CSCI 111: Fundamentals of Programming I (F19)

Computer Science 111
Fundamentals of Programming I

General Information

Instructor Dr. Simon D. Levy
Office Parmly Hall 407B
Phone 458-8419
Home page
Lecture MWF 2:45-3:45 PM, Parmly 405
Lab Thurs 1:30-4:30, Parmly 405
Office Hours MWF 10:45-11:45, MW 3:45-4:45, and by appointment.  I’m usually in my office outside of class time and lunchtime.

Brief Overview

This is an introductory course in programming and problem solving. Topics include

  • the design and implementation of algorithms for solving problems
  • an introduction to syntax, semantics, and pragmatics of the Python programming language
  • a survey of various types of programming applications such as numerical computation, text processing, graphics, image processing, and networking

Classroom work will consist of lecture, discussion, and lab experimentation. Written work will consist of several programming projects and exams.

Course Objectives

After taking this course, you should be able to

  • apply your problem solving skills and knowledge of data structures to a wide variety of computational problems
  • understand the syntax and semantics of the Python programming language
  • describe a program’s functionality in plain English
  • detect, diagnose, and fix errors in a program, using systematic testing and debugging techniques
  • understand the ethical and historical context of computing
  • undertake further study of computer science


The following textbook is required:

Lambert, Fundamentals of Python: First Programs , 2nd Edition (Course Technology, 2018, ISBN-13: 978-1337560092).

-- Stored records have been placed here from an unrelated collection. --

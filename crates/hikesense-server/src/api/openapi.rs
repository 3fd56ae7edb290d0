//! OpenAPI specification generation for the HikeSense daemon API.
//!
//! The document is served at `/api/openapi.json`, browsable at `/api/docs`,
//! and written to disk by the `gen-openapi` binary for client generation.

use axum::Json;
use hikesense_core::anomaly::{AlertOutcome, AlertSnapshot, AnomalyKind};
use hikesense_core::bluetooth::{LinkState, Peripheral, PeripheralId, PeripheralState};
use hikesense_core::session::{Delivery, SessionRecord, SessionSnapshot, SessionState};
use hikesense_core::{GeoPoint, HealthResponse, Hike, HikeAlert, Reading, SubmissionReport};
use utoipa::OpenApi;

use super::backend::{TokenResponse, UpdateTokenRequest};
use super::device::{ConnectResponse, DeviceStatusResponse, DisconnectResponse};
use super::error::ErrorResponse;
use super::location::{LocationResponse, UpdateLocationRequest};
use super::session::{FavouriteRequest, SosResponse};
use super::telemetry::TelemetryResponse;

/// Serve the OpenAPI specification as JSON.
pub async fn get_openapi_spec() -> Json<utoipa::openapi::OpenApi> {
    Json(ApiDoc::openapi())
}

/// Returns the OpenAPI specification as a pretty-printed string.
///
/// # Errors
///
/// Returns an error if the document cannot be serialized.
pub fn get_openapi_json() -> serde_json::Result<String> {
    ApiDoc::openapi().to_pretty_json()
}

/// Main OpenAPI document structure for the HikeSense daemon.
#[derive(OpenApi)]
#[openapi(
    info(
        title = "HikeSense API",
        version = "0.1.0",
        description = r#"
# HikeSense API

Local daemon behind the HikeSense hiking companion.

## Overview

1. **Sensor link**: connect to the `HikeSenseBLE` wearable and stream heart rate
2. **Alerts**: five consecutive readings above 200 bpm or below 40 bpm send an
   alert to the account service, at most once every ten minutes
3. **Sessions**: select a hike, start, pause and finish it, then submit the
   summary with the favourite flag
4. **SOS**: send a distress signal with the last reported position

The UI reports the phone's position via `PUT /api/location` and hands over the
login token via `PUT /api/backend/token`.
"#,
        license(name = "MIT", url = "https://opensource.org/licenses/MIT")
    ),
    servers(
        (url = "/", description = "Local HikeSense daemon")
    ),
    tags(
        (name = "system", description = "Health checks"),
        (name = "device", description = "Heart rate sensor discovery and connection"),
        (name = "telemetry", description = "Live heart rate, alert state and position"),
        (name = "session", description = "Hike lifecycle, submission and SOS"),
        (name = "backend", description = "Account service credentials")
    ),
    paths(
        super::health::health_check,
        super::device::get_device,
        super::device::connect,
        super::device::disconnect,
        super::telemetry::get_telemetry,
        super::location::update_location,
        super::backend::update_token,
        super::session::get_session,
        super::session::select_hike,
        super::session::start_hike,
        super::session::pause_hike,
        super::session::finish_hike,
        super::session::abandon_hike,
        super::session::decide_favourite,
        super::session::send_sos,
    ),
    components(
        schemas(
            // Error types
            ErrorResponse,
            // Health types
            HealthResponse,
            // Shared types
            GeoPoint,
            Reading,
            Hike,
            HikeAlert,
            // Device types
            DeviceStatusResponse,
            ConnectResponse,
            DisconnectResponse,
            LinkState,
            Peripheral,
            PeripheralId,
            PeripheralState,
            // Telemetry types
            TelemetryResponse,
            AlertSnapshot,
            AlertOutcome,
            AnomalyKind,
            UpdateLocationRequest,
            LocationResponse,
            // Backend types
            UpdateTokenRequest,
            TokenResponse,
            // Session types
            SessionSnapshot,
            SessionState,
            SessionRecord,
            SubmissionReport,
            Delivery,
            FavouriteRequest,
            SosResponse,
        )
    )
)]
pub struct ApiDoc;
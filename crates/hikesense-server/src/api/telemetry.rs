//! Live telemetry endpoint.

use axum::extract::State;
use axum::Json;
use hikesense_core::{AlertSnapshot, Reading};
use serde::{Deserialize, Serialize};
use utoipa::ToSchema;

use crate::state::SharedState;

/// Latest reading and alert state.
#[derive(Debug, Clone, Serialize, Deserialize, ToSchema)]
pub struct TelemetryResponse {
    /// Most recent reading, if any arrived yet.
    pub latest_reading: Option<Reading>,

    /// Detector window, throttle and dispatch counters.
    pub alerts: AlertSnapshot,
}

/// Get live telemetry.
#[utoipa::path(
    get,
    path = "/api/telemetry",
    tag = "telemetry",
    operation_id = "getTelemetry",
    summary = "Get latest heart rate and alert state",
    description = "Returns the most recent reading together with the anomaly \
        detector's window, the time of the last dispatched alert and the \
        outcome of the last reading.",
    responses(
        (status = 200, description = "Telemetry snapshot", body = TelemetryResponse)
    )
)]
pub async fn get_telemetry(State(state): State<SharedState>) -> Json<TelemetryResponse> {
    let (latest_reading, monitor) = {
        let state_guard = state.read().await;
        let snapshot = (
            *state_guard.latest.borrow(),
            std::sync::Arc::clone(&state_guard.monitor),
        );
        snapshot
    };
    let alerts = monitor.lock().await.snapshot();

    Json(TelemetryResponse {
        latest_reading,
        alerts,
    })
}
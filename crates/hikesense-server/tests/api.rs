//! HTTP-level tests against the full router with simulated collaborators.

use std::sync::Arc;
use std::time::Duration;

use axum::http::StatusCode;
use axum_test::TestServer;
use chrono::{TimeZone, Utc};
use serde_json::{json, Value};
use tokio_test::assert_ok;

use hikesense_core::backend::{RecordingBackend, StaticDirections};
use hikesense_core::bluetooth::mock::{MockPeripheral, MockPermissions, MockTransport};
use hikesense_core::bluetooth::{BleTransport, PeripheralId};
use hikesense_core::clock::ManualClock;
use hikesense_core::HikeSenseConfig;
use hikesense_server::api::create_router;
use hikesense_server::state::{AppState, Services};

const SENSOR: &str = "C8:2E:18:4A:90:11";
const ROUTE: &str = "_p~iF~ps|U_ulLnnqC_mqNvxq`@";

struct Harness {
    server: TestServer,
    transport: Arc<MockTransport>,
    backend: Arc<RecordingBackend>,
    clock: Arc<ManualClock>,
}

fn harness() -> Harness {
    let transport = Arc::new(
        MockTransport::new().with_peripheral(MockPeripheral::heart_rate_sensor(SENSOR)),
    );
    build(Some(Arc::clone(&transport) as Arc<dyn BleTransport>), transport)
}

fn build(radio: Option<Arc<dyn BleTransport>>, transport: Arc<MockTransport>) -> Harness {
    let backend = Arc::new(RecordingBackend::new());
    let clock = Arc::new(ManualClock::new(
        Utc.with_ymd_and_hms(2025, 6, 1, 8, 0, 0).unwrap(),
    ));
    let services = Services {
        transport: radio,
        permissions: Arc::new(MockPermissions::granted()),
        backend: Arc::clone(&backend) as _,
        directions: Arc::new(StaticDirections::route(ROUTE)),
        clock: Arc::clone(&clock) as _,
    };
    let state = AppState::new(HikeSenseConfig::default(), services).shared();
    let server = TestServer::new(create_router(state)).unwrap();

    Harness {
        server,
        transport,
        backend,
        clock,
    }
}

fn ridge_loop() -> Value {
    json!({
        "name": "Ridge Loop",
        "startLocation": {"latitude": 38.5, "longitude": -120.2},
        "finishLocation": {"latitude": 43.252, "longitude": -126.453},
        "alerts": [],
        "difficulty": "hard"
    })
}

#[tokio::test]
async fn health_reports_ok() {
    let h = harness();

    let response = h.server.get("/health").await;
    response.assert_status_ok();
    let body: Value = response.json();
    assert_eq!(body["status"], "ok");
}

#[tokio::test]
async fn hike_lifecycle_submits_record_with_extra_fields() {
    let h = harness();

    let response = h.server.post("/api/session/select").json(&ridge_loop()).await;
    response.assert_status_ok();
    let snapshot: Value = response.json();
    assert_eq!(snapshot["state"], "selected");
    assert_eq!(snapshot["route"].as_array().map(Vec::len), Some(3));

    h.server.post("/api/session/start").await.assert_status_ok();
    h.clock.advance_millis(5_400_000);

    let finished: Value = h.server.post("/api/session/finish").await.json();
    assert_eq!(finished["state"], "awaiting_favorite_decision");

    let response = h
        .server
        .post("/api/session/favourite")
        .json(&json!({"is_favourite": true}))
        .await;
    response.assert_status_ok();
    let report: Value = response.json();
    assert_eq!(report["delivery"]["status"], "accepted");
    assert_eq!(report["record"]["duration"], 5_400_000);
    assert_eq!(report["record"]["isFavourite"], true);
    assert_eq!(report["record"]["difficulty"], "hard");

    let sessions = h.backend.sessions();
    assert_eq!(sessions.len(), 1);
    assert_eq!(sessions[0].hike.name, "Ridge Loop");

    let completed: Value = h.server.get("/api/session").await.json();
    assert_eq!(completed["state"], "completed");
}

#[tokio::test]
async fn out_of_order_request_is_a_conflict() {
    let h = harness();

    let response = h.server.post("/api/session/finish").await;
    response.assert_status(StatusCode::CONFLICT);
    let body: Value = response.json();
    assert_eq!(body["error"], "invalid_transition");

    let response = h.server.post("/api/session/sos").await;
    response.assert_status(StatusCode::CONFLICT);
    assert!(h.backend.sos_calls().is_empty());
}

#[tokio::test]
async fn sos_carries_reported_location() {
    let h = harness();

    h.server
        .put("/api/location")
        .json(&json!({"location": {"latitude": 46.5, "longitude": 8.0}}))
        .await
        .assert_status_ok();
    h.server.post("/api/session/select").json(&ridge_loop()).await;
    h.server.post("/api/session/start").await;

    let response = h.server.post("/api/session/sos").await;
    response.assert_status_ok();
    let body: Value = response.json();
    assert_eq!(body["confirmed"], true);

    let calls = h.backend.sos_calls();
    assert_eq!(calls.len(), 1);
    assert_eq!(calls[0].location.map(|p| p.latitude), Some(46.5));
}

#[tokio::test]
async fn connect_streams_readings_until_disconnect() {
    let h = harness();
    let frames = h.transport.frame_sender();

    let response = h.server.post("/api/device/connect").await;
    response.assert_status_ok();
    let body: Value = response.json();
    assert_eq!(body["state"], "streaming");
    assert_eq!(body["peripheral"]["id"], SENSOR);
    assert!(h.transport.is_connected(&PeripheralId::new(SENSOR)));

    frames.send_bpm(96);
    let mut latest = Value::Null;
    for _ in 0..50 {
        let telemetry: Value = h.server.get("/api/telemetry").await.json();
        latest = telemetry["latest_reading"].clone();
        if !latest.is_null() {
            break;
        }
        tokio::time::sleep(Duration::from_millis(10)).await;
    }
    assert_eq!(latest["bpm"], 96);

    let again = h.server.post("/api/device/connect").await;
    again.assert_status(StatusCode::CONFLICT);

    let response = h.server.post("/api/device/disconnect").await;
    response.assert_status_ok();
    let body: Value = response.json();
    assert_eq!(body["state"], "disconnected");
    assert_eq!(body["readings"], 1);
    assert!(!h.transport.is_connected(&PeripheralId::new(SENSOR)));

    let device: Value = h.server.get("/api/device").await.json();
    assert_eq!(device["streaming"], false);
}

#[tokio::test]
async fn missing_adapter_is_service_unavailable() {
    let h = build(None, Arc::new(MockTransport::new()));

    let device: Value = h.server.get("/api/device").await.json();
    assert_eq!(device["available"], false);

    let response = h.server.post("/api/device/connect").await;
    response.assert_status(StatusCode::SERVICE_UNAVAILABLE);
    let body: Value = response.json();
    assert_eq!(body["error"], "bluetooth_unavailable");
}

#[tokio::test]
async fn token_is_handed_to_backend() {
    let h = harness();

    let response = h
        .server
        .put("/api/backend/token")
        .json(&json!({"token": "abc123"}))
        .await;
    response.assert_status_ok();
    let body: Value = response.json();
    assert_eq!(body["authenticated"], true);
    assert_eq!(h.backend.token().as_deref(), Some("abc123"));

    let response = h
        .server
        .put("/api/backend/token")
        .json(&json!({"token": "  "}))
        .await;
    response.assert_status(StatusCode::BAD_REQUEST);

    h.server
        .put("/api/backend/token")
        .json(&json!({"token": null}))
        .await
        .assert_status_ok();
    assert_eq!(h.backend.token(), None);
}

#[tokio::test]
async fn openapi_document_is_served() {
    let h = harness();

    let response = h.server.get("/api/openapi.json").await;
    response.assert_status_ok();
    let doc: Value = response.json();
    assert_eq!(doc["info"]["title"], "HikeSense API");
    assert!(doc["paths"]["/api/session/sos"].is_object());

    assert_ok!(hikesense_server::api::get_openapi_json());
}

async fn telemetry_until(h: &Harness, done: impl Fn(&Value) -> bool) -> Value {
    for _ in 0..100 {
        let telemetry: Value = h.server.get("/api/telemetry").await.json();
        if done(&telemetry) {
            return telemetry;
        }
        tokio::time::sleep(Duration::from_millis(10)).await;
    }
    panic!("telemetry never reached the expected state");
}

async fn until(done: impl Fn() -> bool) {
    for _ in 0..200 {
        if done() {
            return;
        }
        tokio::time::sleep(Duration::from_millis(5)).await;
    }
    panic!("condition not reached");
}

fn window_len(telemetry: &Value) -> usize {
    telemetry["alerts"]["window"].as_array().map_or(0, Vec::len)
}

#[tokio::test]
async fn sensor_can_be_reconnected_after_disconnect() {
    let h = harness();
    let frames = h.transport.frame_sender();

    h.server.post("/api/device/connect").await.assert_status_ok();
    h.server.post("/api/device/disconnect").await.assert_status_ok();

    let response = h.server.post("/api/device/connect").await;
    response.assert_status_ok();
    let body: Value = response.json();
    assert_eq!(body["state"], "streaming");

    frames.send_bpm(101);
    let telemetry = telemetry_until(&h, |t| t["latest_reading"]["bpm"] == 101).await;
    assert_eq!(window_len(&telemetry), 1);

    let body: Value = h.server.post("/api/device/disconnect").await.json();
    assert_eq!(body["readings"], 1);
}

#[tokio::test]
async fn refused_notifications_fail_connect_and_release_sensor() {
    let h = harness();
    let id = PeripheralId::new(SENSOR);

    h.transport.refuse_monitor(true);
    let response = h.server.post("/api/device/connect").await;
    response.assert_status(StatusCode::BAD_GATEWAY);
    let body: Value = response.json();
    assert_eq!(body["error"], "subscription_failed");
    assert!(!h.transport.is_connected(&id));

    let device: Value = h.server.get("/api/device").await.json();
    assert_eq!(device["state"], "disconnected");
    assert_eq!(device["streaming"], false);

    h.transport.refuse_monitor(false);
    h.server.post("/api/device/connect").await.assert_status_ok();
    assert!(h.transport.is_connected(&id));
}

#[tokio::test]
async fn disconnect_cancels_a_scan_in_flight() {
    let transport = Arc::new(
        MockTransport::new().with_peripheral(MockPeripheral::new("11:22:33:44:55:66", Some("Watch"))),
    );
    let h = build(
        Some(Arc::clone(&transport) as Arc<dyn BleTransport>),
        Arc::clone(&transport),
    );

    let connect = async { h.server.post("/api/device/connect").await };
    let disconnect = async {
        until(|| h.transport.is_scanning()).await;
        h.server.post("/api/device/disconnect").await
    };
    let (connected, disconnected) = tokio::time::timeout(
        Duration::from_secs(5),
        async { tokio::join!(connect, disconnect) },
    )
    .await
    .expect("disconnect did not interrupt the scan");

    connected.assert_status(StatusCode::CONFLICT);
    let body: Value = connected.json();
    assert_eq!(body["error"], "discovery_cancelled");
    disconnected.assert_status_ok();
    assert!(!h.transport.is_scanning());
}

#[tokio::test]
async fn unanswered_sos_does_not_block_the_session() {
    let h = harness();
    h.server.post("/api/session/select").json(&ridge_loop()).await;
    h.server.post("/api/session/start").await.assert_status_ok();
    h.backend.stall(true);

    let sos = async { h.server.post("/api/session/sos").await };
    let meanwhile = async {
        until(|| h.backend.sos_calls().len() == 1).await;
        let snapshot = tokio::time::timeout(Duration::from_secs(1), async {
            h.server.get("/api/session").await
        })
        .await
        .expect("session stayed locked while SOS was in flight");
        let paused = h.server.post("/api/session/pause").await;
        (snapshot, paused)
    };

    let (snapshot, paused) = tokio::select! {
        _ = sos => panic!("SOS answered by a backend that never replies"),
        checks = meanwhile => checks,
    };
    let snapshot: Value = snapshot.json();
    assert_eq!(snapshot["state"], "in_progress");
    paused.assert_status_ok();
}

#[tokio::test]
async fn unanswered_submission_is_handed_out_once() {
    let h = harness();
    h.server.post("/api/session/select").json(&ridge_loop()).await;
    h.server.post("/api/session/start").await;
    h.server.post("/api/session/finish").await.assert_status_ok();
    h.backend.stall(true);

    let first = async {
        h.server
            .post("/api/session/favourite")
            .json(&json!({"is_favourite": true}))
            .await
    };
    let second = async {
        until(|| h.backend.sessions().len() == 1).await;
        let snapshot: Value = h.server.get("/api/session").await.json();
        let again = h
            .server
            .post("/api/session/favourite")
            .json(&json!({"is_favourite": false}))
            .await;
        (snapshot, again)
    };

    let (snapshot, again) = tokio::select! {
        _ = first => panic!("submission answered by a backend that never replies"),
        checks = second => checks,
    };
    assert_eq!(snapshot["state"], "completed");
    again.assert_status(StatusCode::CONFLICT);
    assert_eq!(h.backend.sessions().len(), 1);
}

#[tokio::test]
async fn readings_before_start_do_not_count_towards_an_alert() {
    let h = harness();
    let frames = h.transport.frame_sender();
    h.server.post("/api/session/select").json(&ridge_loop()).await;
    h.server.post("/api/device/connect").await.assert_status_ok();

    for _ in 0..3 {
        frames.send_bpm(210);
    }
    telemetry_until(&h, |t| window_len(t) == 3).await;

    h.server.post("/api/session/start").await.assert_status_ok();
    let telemetry: Value = h.server.get("/api/telemetry").await.json();
    assert_eq!(window_len(&telemetry), 0);

    for _ in 0..2 {
        frames.send_bpm(210);
    }
    let telemetry = telemetry_until(&h, |t| window_len(t) == 2).await;
    assert_eq!(telemetry["alerts"]["dispatched"], 0);
    assert!(h.backend.alerts().is_empty());

    h.server.post("/api/device/disconnect").await.assert_status_ok();
}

The written work for the course will consist of

  • Programming projects (50% of the grade)
  • Three hourly exams (30% of the grade)
  • A comprehensive final exam (20% of the grade)
  • Programming projects (labs) are due in your Sakai dropbox at 11:59PM MondayPrograms turned in with syntax errors will receive no credit.

The grading scale will be 93-100 A; 90-92 A-; 87-89 B+; 83-86 B; 80-82 B-; 77-79 C+; 73-76 C; 70-72 C-; 67-69 D+; 63-66 D; 60-62 D-; below 60 F.

Attendance and Other Policies

  • It is very important that you attend lectures. There will be considerable information given in class that is not available elsewhere.
  • Attendance in lab is required.
  • Prompt arrival at labs and lectures is expected.
  • The use of laptops and mobile computing devices is permitted during class so long as they are being used for the course such as for taking notes and locating information related to the course. These devices are not to be used during class for texting, phone calls, reading email, social networking, completing assignments for other courses, or shopping.

Academic Integrity

Programming projects, homework exercises, and exams should be written individually. It is extremely simple to tell when someone has copied someone else’s program. Deliberate concealment of sources constitutes plagiarism and will result in a failing grade for the course and a report to the EC. You are better off turning in nothing than turning in someone else’s work.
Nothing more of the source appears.